THE mechanism of synaptic transmission at most synapses involves an increase in conductance of the postsynaptic membrane to certain ions^1,2. Certain slow postsynaptic inhibitions in both the central and peripheral nervous systems are, however, not generated in this way^3–13. Nishi and Koketsu^3–5 proposed that the slow inhibitory postsynaptic potential (IPSP) in bullfrog sympathetic ganglia is due to a unique mechanism, the synaptic activation of the electrogenic Na pump (see also refs 11–15).

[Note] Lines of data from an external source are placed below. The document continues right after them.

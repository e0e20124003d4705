use console::style;
use std::path::PathBuf;
use typedflow_cli::naming::{format_string, to_pascal_case, to_snake_case};
use typedflow_cli::source::read_source;
use typedflow_cli::{FuncReference, GeneratorConfig};

/// Main entry point for the inspect command
pub fn run(file: Option<PathBuf>, debug: bool) {
    super::init_tracing(debug);

    let config = GeneratorConfig::resolve(file, None, debug).unwrap_or_else(|e| super::fail(e));
    let source = read_source(&config.input).unwrap_or_else(|e| super::fail(e));
    let records = typedflow_cli::generate::resolve(&source).unwrap_or_else(|e| super::fail(e));

    if records.is_empty() {
        println!("{}", style("Registry has no workflows.").yellow());
        return;
    }

    println!(
        "{} {} workflow(s) in {}",
        style("->").green(),
        records.len(),
        config.input.display()
    );

    for record in &records {
        let origin = match &record.func {
            FuncReference::Named(_) => "",
            FuncReference::Inline { .. } => " (inline)",
        };

        println!();
        println!(
            "  {} {}",
            style(format_string(&record.name)).bold(),
            style(format!("line {}", record.line)).dim()
        );
        println!("    function: {}{}", record.func.ident(), origin);
        println!("    input:    {}", record.input_type);
        println!("    result:   {}", record.result_type);
        println!(
            "    emits:    execute_{}_workflow, {}Run, {}RunImpl",
            to_snake_case(&record.name),
            to_pascal_case(&record.name),
            to_pascal_case(&record.name)
        );
    }
}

In many, if not all, neurones, the outward pumping of sodium is coupled to the inward transport of K, with more Na extruded than K taken in, thus producing an outward movement of positive charge¹⁶. This electrogenic pumping of Na, which is blocked by ouabain or K-free Ringer, produces a hyperpolarisation of the membrane without a change in membrane permeability¹⁶. In the present experiments, the direct role of the electrogenic Na pump in slow synaptic inhibition was tested. The experiments were carried out on the ninth or tenth paravertebral sympathetic ganglion of the bullfrog using the sucrose gap technique. We found that although electrogenic Na pumping was inhibited by ouabain or K-free Ringer, the slow IPSP was not blocked by ouabain and was enhanced by K-free Ringer. The data are consistent with the hypothesis that the slow IPSP may result from an inactivation of Na conductance rather than from an activation of the electrogenic Na pump.